For more of the background on this project, check solution.pdf and proposal.pdf.
- Main repository on Github: https://github.com/diegoami/DA_ML_Capstone
- Companion project: https://github.com/diegoami/DA_split_youtube_frames_s3.git
- Data : https://da-youtube-ml.s3.eu-central-1.amazonaws.com/
wget -nc https://da-youtube-ml.s3.eu-central-1.amazonaws.com/wendy-cnn/frames/wendy_cnn_frames_data_5.zip
unzip -qq -n wendy_cnn_frames_data_5.zip -d <YOUR SM_CHANNEL_TRAIN>
wget -nc https://da-youtube-ml.s3.eu-central-1.amazonaws.com/wendy-cnn/frames/wendy_cnn_frames_E69.zip
unzip -qq -n wendy_cnn_frames_69.zip -d <YOUR TEST DIR>
## Optional: repeat the two above steps for episodes E71, E72, E73, E74, E75, E76, E77
Set up the model_dir and channel_train to point to where you put the files you downloaded, and where you want to keep the generated models, respectively
export SM_HOSTS=[]
export SM_CHANNEL_TRAIN=<YOUR-DATA-DIR>
export SM_MODEL_DIR=<YOUR-MODEL-DIR>
export SM_CURRENT_HOST=
Set up a python environment using the libraries listed in requirements-freezed.txt
Make sure that you pushd letsplay_classifier
before executing scripts locally, and set PYTHON_PATH to the current directory.
pushd letsplay_classifier
PYTHONPATH=$(pwd) python pca/pca_sklearn.py --data-dir=/media/diego/QData/youtube_ml/wendy-cnn-5/frames/all/
popd
This script creates a model to categorize frames in the train data directory
pushd letsplay_classifier
PYTHONPATH=$(pwd) python train.py --epochs=5 --img-width=320 --img-height=180 --layer-cfg=B --batch-size=16
popd
This script verifies the model over the dataset and print a classification report and a confidence matrix over the whole dataset
pushd letsplay_classifier
PYTHONPATH=$(pwd) python verify_model.py
popd
You can visualize the model and see how principal components of data set are spread.
pushd letsplay_classifier
PYTHONPATH=$(pwd) python pca/pca_vgg.py
To test how well the model is able to split videos into scenes, you can use the following command, to verify how the created model splits a video whose frames have not been used during training.

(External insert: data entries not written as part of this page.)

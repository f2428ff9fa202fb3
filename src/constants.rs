//! Library-wide constants.
//!
//! Defaults shared by the transforms and the configuration layer.

/// Default decimation stride for [`down_sample`](crate::preprocess::down_sample).
pub const DEFAULT_DOWN_SAMPLE_FACTOR: usize = 2;

/// Axis holding samples in every signal shape.
pub const SAMPLE_AXIS: usize = 0;

/// Axis holding channels in multi-channel signals.
pub const CHANNEL_AXIS: usize = 1;

/// Config keys as they appear in TOML files.
pub mod config_keys {
    /// Zero-peak policy value that rejects silent channels.
    pub const ZERO_PEAK_REJECT: &str = "reject";

    /// Zero-peak policy value that passes silent channels through.
    pub const ZERO_PEAK_PASSTHROUGH: &str = "passthrough";
}
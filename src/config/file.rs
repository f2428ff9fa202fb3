//! Configuration loading.

use crate::config::{Config, validate_config};
use crate::error::{Error, Result};
use std::path::Path;

impl Config {
    /// Parse and validate configuration from a TOML string.
    pub fn from_toml_str(contents: &str) -> Result<Self> {
        let config: Self =
            toml::from_str(contents).map_err(|e| Error::ConfigParse { source: e })?;
        validate_config(&config)?;
        Ok(config)
    }
}

/// Load configuration from a TOML file.
///
/// Returns default config if the file does not exist.
pub fn load_config_file(path: &Path) -> Result<Config> {
    if !path.exists() {
        return Ok(Config::default());
    }

    let contents = std::fs::read_to_string(path).map_err(|e| Error::ConfigRead {
        path: path.to_path_buf(),
        source: e,
    })?;

    Config::from_toml_str(&contents)
}
//! Channel down-mixing.

use crate::constants::CHANNEL_AXIS;
use crate::error::{Error, Result};
use crate::signal::{Sample, Signal};
use ndarray::{Array1, Axis};
use tracing::debug;

/// Mix an `N x C` signal down to `N` samples by averaging each frame's channels.
///
/// Mono input is rejected: there is nothing to mix.
pub fn down_mix<T: Sample>(signal: &Signal<T>) -> Result<Array1<f64>> {
    let Signal::MultiChannel(frames) = signal else {
        return Err(Error::InvalidShape {
            reason: "down-mix requires a 2-D (samples x channels) signal, got 1-D".to_string(),
        });
    };

    let channels = frames.ncols();
    if channels == 0 {
        return Err(Error::InvalidShape {
            reason: "down-mix requires at least one channel".to_string(),
        });
    }

    debug!(
        "Down-mixing {} frames across {} channels",
        frames.nrows(),
        channels
    );

    #[allow(clippy::cast_precision_loss)]
    let channel_count = channels as f64;

    Ok(frames.map_axis(Axis(CHANNEL_AXIS), |frame| {
        frame.iter().map(|&s| s.to_f64()).sum::<f64>() / channel_count
    }))
}

#[cfg(test)]
#[allow(clippy::unwrap_used, clippy::float_cmp)]
mod tests {
    use super::*;
    use ndarray::{Array2, array};

    #[test]
    fn test_down_mix_averages_channels() {
        let signal = Signal::multi_channel(array![[2, 4], [6, 8], [1, 1]]);
        let mixed = down_mix(&signal).unwrap();
        assert_eq!(mixed, array![3.0, 7.0, 1.0]);
    }

    #[test]
    fn test_down_mix_single_channel_is_identity() {
        let signal = Signal::multi_channel(array![[0.25f32], [-0.5], [1.0]]);
        let mixed = down_mix(&signal).unwrap();
        assert_eq!(mixed, array![0.25, -0.5, 1.0]);
    }

    #[test]
    fn test_down_mix_does_not_touch_input() {
        let frames = array![[1.0f64, 3.0], [5.0, 7.0]];
        let signal = Signal::multi_channel(frames.clone());
        let _ = down_mix(&signal).unwrap();
        assert_eq!(signal.as_multi_channel().unwrap(), &frames);
    }

    #[test]
    fn test_down_mix_empty_frames() {
        let signal = Signal::multi_channel(Array2::<f32>::zeros((0, 2)));
        let mixed = down_mix(&signal).unwrap();
        assert!(mixed.is_empty());
    }

    #[test]
    fn test_down_mix_rejects_mono() {
        let signal = Signal::mono(array![1.0f32, 2.0]);
        assert!(matches!(
            down_mix(&signal),
            Err(Error::InvalidShape { .. })
        ));
    }

    #[test]
    fn test_down_mix_rejects_zero_channels() {
        let signal = Signal::multi_channel(Array2::<f32>::zeros((4, 0)));
        assert!(matches!(
            down_mix(&signal),
            Err(Error::InvalidShape { .. })
        ));
    }
}
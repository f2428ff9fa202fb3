//! Stateless signal transforms.
//!
//! Each transform borrows its input and returns a newly allocated result.

mod decimate;
mod mix;
mod normalize;

pub use decimate::{down_sample, down_sample_default, down_sample_with};
pub use mix::down_mix;
pub use normalize::{normalize, normalize_with};
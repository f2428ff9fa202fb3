//! Configuration type definitions.

use crate::constants::{DEFAULT_DOWN_SAMPLE_FACTOR, config_keys};
use serde::{Deserialize, Serialize};

/// Transform options.
#[derive(Debug, Clone, Default, PartialEq, Eq, Serialize, Deserialize)]
#[serde(default)]
pub struct Config {
    /// Normalization settings.
    pub normalize: NormalizeConfig,

    /// Down-sampling settings.
    pub down_sample: DownSampleConfig,
}

/// Normalization settings.
#[derive(Debug, Clone, Default, PartialEq, Eq, Serialize, Deserialize)]
#[serde(default)]
pub struct NormalizeConfig {
    /// What to do when a signal or channel has zero peak amplitude.
    pub zero_peak: ZeroPeakPolicy,
}

/// Down-sampling settings.
#[derive(Debug, Clone, PartialEq, Eq, Serialize, Deserialize)]
#[serde(default)]
pub struct DownSampleConfig {
    /// Decimation stride; must be at least 1.
    pub factor: usize,
}

impl Default for DownSampleConfig {
    fn default() -> Self {
        Self {
            factor: DEFAULT_DOWN_SAMPLE_FACTOR,
        }
    }
}

/// Handling of all-zero signals or channels during normalization.
#[derive(Debug, Clone, Copy, Default, PartialEq, Eq, Hash, Serialize, Deserialize)]
#[serde(rename_all = "lowercase")]
pub enum ZeroPeakPolicy {
    /// Fail with a division-by-zero error.
    #[default]
    Reject,
    /// Return the silent channel unchanged.
    Passthrough,
}

impl std::fmt::Display for ZeroPeakPolicy {
    fn fmt(&self, f: &mut std::fmt::Formatter<'_>) -> std::fmt::Result {
        match self {
            Self::Reject => write!(f, "{}", config_keys::ZERO_PEAK_REJECT),
            Self::Passthrough => write!(f, "{}", config_keys::ZERO_PEAK_PASSTHROUGH),
        }
    }
}

impl std::str::FromStr for ZeroPeakPolicy {
    type Err = String;

    fn from_str(s: &str) -> Result<Self, Self::Err> {
        match s.to_lowercase().as_str() {
            config_keys::ZERO_PEAK_REJECT => Ok(Self::Reject),
            config_keys::ZERO_PEAK_PASSTHROUGH => Ok(Self::Passthrough),
            other => Err(format!("unknown zero-peak policy: {other}")),
        }
    }
}
//! Flat nearest-neighbor index over fixed-width embedding vectors.
//!
//! The index keeps every (id, vector) pair in memory and scans linearly on
//! search, ranking by squared Euclidean distance. At mail-archive scale an
//! exact scan comfortably beats the constant factors of an approximate
//! structure, and the ordering contract ("closer vectors rank first") holds
//! trivially.
//!
//! State is persisted to a single file after every successful addition
//! batch. The file is a reconstructible cache of the embedding pipeline, not
//! primary data: a crash mid-write loses nothing that `mailmind sync` cannot
//! regenerate. Writes go through a temp file and rename so readers never see
//! a torn file.

use anyhow::{bail, Context, Result};
use std::io::{Read, Write};
use std::path::{Path, PathBuf};

/// File magic: "MMVI", little-endian.
const MAGIC: u32 = 0x4956_4D4D;

/// Usage errors raised by index mutation and search. These indicate a
/// programming or configuration error upstream (for example an embedding
/// model swapped without rebuilding the index) and must not be swallowed.
#[derive(Debug, PartialEq, Eq)]
pub enum IndexError {
    /// A vector's width disagrees with the index's fixed dimensionality.
    DimensionMismatch { expected: usize, got: usize },
    /// An addition batch had differing id and vector counts.
    LengthMismatch { ids: usize, vectors: usize },
}

impl std::fmt::Display for IndexError {
    fn fmt(&self, f: &mut std::fmt::Formatter<'_>) -> std::fmt::Result {
        match self {
            IndexError::DimensionMismatch { expected, got } => {
                write!(f, "vector dimension mismatch: index is {expected}-wide, got {got}")
            }
            IndexError::LengthMismatch { ids, vectors } => {
                write!(f, "ids/vectors length mismatch: {ids} ids, {vectors} vectors")
            }
        }
    }
}

impl std::error::Error for IndexError {}

/// Exact nearest-neighbor index with file persistence.
///
/// Dimensionality is fixed at construction (from configuration, not probed
/// from a model) and every vector added over the index's lifetime must match
/// it. Not internally synchronized: callers serialize writes and keep reads
/// apart from writes.
#[derive(Debug)]
pub struct VectorIndex {
    dim: usize,
    path: PathBuf,
    ids: Vec<i64>,
    /// Row-major storage, `ids.len() * dim` floats.
    vectors: Vec<f32>,
}

impl VectorIndex {
    /// New empty index persisting to `path`.
    pub fn create(dim: usize, path: impl Into<PathBuf>) -> Self {
        Self {
            dim,
            path: path.into(),
            ids: Vec::new(),
            vectors: Vec::new(),
        }
    }

    /// Load the persisted index at `path` if present, otherwise start empty.
    ///
    /// Fails if a persisted file exists but its stored width disagrees with
    /// `dim` — that means the configured embedding model changed and the
    /// index must be rebuilt, not silently reused.
    pub fn open(dim: usize, path: impl Into<PathBuf>) -> Result<Self> {
        let path = path.into();
        if !path.exists() {
            return Ok(Self::create(dim, path));
        }

        let mut file = std::fs::File::open(&path)
            .with_context(|| format!("failed to open vector index: {}", path.display()))?;
        let mut bytes = Vec::new();
        file.read_to_end(&mut bytes)?;

        let (stored_dim, ids, vectors) = decode(&bytes)
            .with_context(|| format!("corrupt vector index file: {}", path.display()))?;
        if stored_dim != dim {
            bail!(
                "vector index at {} is {}-wide but configuration says {}; \
                 delete the file and re-run sync to rebuild it",
                path.display(),
                stored_dim,
                dim
            );
        }

        tracing::info!(path = %path.display(), entries = ids.len(), "loaded vector index");
        Ok(Self {
            dim,
            path,
            ids,
            vectors,
        })
    }

    pub fn dim(&self) -> usize {
        self.dim
    }

    pub fn len(&self) -> usize {
        self.ids.len()
    }

    pub fn is_empty(&self) -> bool {
        self.ids.is_empty()
    }

    /// Add a batch of (id, vector) pairs and persist the full index state.
    ///
    /// Validation happens before any mutation: on `LengthMismatch` or
    /// `DimensionMismatch` the index is unchanged. On success every pair is
    /// searchable and the state has reached disk before the call returns.
    pub fn add_items(&mut self, ids: &[i64], vectors: &[Vec<f32>]) -> Result<()> {
        if ids.len() != vectors.len() {
            return Err(IndexError::LengthMismatch {
                ids: ids.len(),
                vectors: vectors.len(),
            }
            .into());
        }
        for v in vectors {
            if v.len() != self.dim {
                return Err(IndexError::DimensionMismatch {
                    expected: self.dim,
                    got: v.len(),
                }
                .into());
            }
        }

        self.ids.extend_from_slice(ids);
        for v in vectors {
            self.vectors.extend_from_slice(v);
        }

        self.persist()?;
        tracing::info!(added = ids.len(), total = self.ids.len(), "added vectors to index");
        Ok(())
    }

    /// Up to `k` (id, distance) pairs by ascending squared Euclidean
    /// distance. An empty index yields an empty result, not an error.
    pub fn search(&self, query: &[f32], k: usize) -> Result<Vec<(i64, f32)>, IndexError> {
        if query.len() != self.dim {
            return Err(IndexError::DimensionMismatch {
                expected: self.dim,
                got: query.len(),
            });
        }
        if k == 0 || self.ids.is_empty() {
            return Ok(Vec::new());
        }

        let mut scored: Vec<(i64, f32)> = self
            .ids
            .iter()
            .enumerate()
            .map(|(row, &id)| {
                let start = row * self.dim;
                let v = &self.vectors[start..start + self.dim];
                (id, squared_l2(query, v))
            })
            .collect();

        scored.sort_by(|a, b| a.1.partial_cmp(&b.1).unwrap_or(std::cmp::Ordering::Equal));
        scored.truncate(k);
        Ok(scored)
    }

    /// Serialize the full index state to the configured path, creating
    /// parent directories as needed. Overwrites atomically via temp file +
    /// rename. Idempotent.
    pub fn persist(&self) -> Result<()> {
        if let Some(parent) = self.path.parent() {
            std::fs::create_dir_all(parent)?;
        }

        let tmp = self.path.with_extension("idx.tmp");
        {
            let mut file = std::fs::File::create(&tmp)
                .with_context(|| format!("failed to create {}", tmp.display()))?;
            file.write_all(&self.encode())?;
            file.sync_all()?;
        }
        std::fs::rename(&tmp, &self.path)
            .with_context(|| format!("failed to replace {}", self.path.display()))?;
        Ok(())
    }

    /// Little-endian layout: magic, dim (u32), count (u64), then per entry
    /// an i64 id followed by `dim` f32 components.
    fn encode(&self) -> Vec<u8> {
        let mut bytes =
            Vec::with_capacity(16 + self.ids.len() * (8 + self.dim * 4));
        bytes.extend_from_slice(&MAGIC.to_le_bytes());
        bytes.extend_from_slice(&(self.dim as u32).to_le_bytes());
        bytes.extend_from_slice(&(self.ids.len() as u64).to_le_bytes());
        for (row, &id) in self.ids.iter().enumerate() {
            bytes.extend_from_slice(&id.to_le_bytes());
            let start = row * self.dim;
            for &v in &self.vectors[start..start + self.dim] {
                bytes.extend_from_slice(&v.to_le_bytes());
            }
        }
        bytes
    }
}

fn decode(bytes: &[u8]) -> Result<(usize, Vec<i64>, Vec<f32>)> {
    let mut cursor = 0usize;

    let magic = read_u32(bytes, &mut cursor)?;
    if magic != MAGIC {
        bail!("bad magic: {magic:#x}");
    }
    let dim = read_u32(bytes, &mut cursor)? as usize;
    let count = read_u64(bytes, &mut cursor)? as usize;

    let entry_len = 8 + dim * 4;
    let expected = cursor + count * entry_len;
    if bytes.len() != expected {
        bail!("truncated index: {} bytes, expected {}", bytes.len(), expected);
    }

    let mut ids = Vec::with_capacity(count);
    let mut vectors = Vec::with_capacity(count * dim);
    for _ in 0..count {
        let id_bytes: [u8; 8] = bytes[cursor..cursor + 8].try_into()?;
        ids.push(i64::from_le_bytes(id_bytes));
        cursor += 8;
        for _ in 0..dim {
            let v: [u8; 4] = bytes[cursor..cursor + 4].try_into()?;
            vectors.push(f32::from_le_bytes(v));
            cursor += 4;
        }
    }

    Ok((dim, ids, vectors))
}

fn read_u32(bytes: &[u8], cursor: &mut usize) -> Result<u32> {
    let end = *cursor + 4;
    if end > bytes.len() {
        bail!("unexpected end of file");
    }
    let v = u32::from_le_bytes(bytes[*cursor..end].try_into()?);
    *cursor = end;
    Ok(v)
}

fn read_u64(bytes: &[u8], cursor: &mut usize) -> Result<u64> {
    let end = *cursor + 8;
    if end > bytes.len() {
        bail!("unexpected end of file");
    }
    let v = u64::from_le_bytes(bytes[*cursor..end].try_into()?);
    *cursor = end;
    Ok(v)
}

fn squared_l2(a: &[f32], b: &[f32]) -> f32 {
    a.iter()
        .zip(b.iter())
        .map(|(x, y)| {
            let d = x - y;
            d * d
        })
        .sum()
}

Data-dir here is the directory of the images that you want to classify.
pushd letsplay_classifier
PYTHONPATH=$(pwd) python interval/predict_intervals_walkdir.py --data-dir=<TEST-DIR>
popd
To deploy the model on sagemaker, check the Juypter Notebooks, especially CNN_Third_iteration.ipynb, and follow the instructions on them.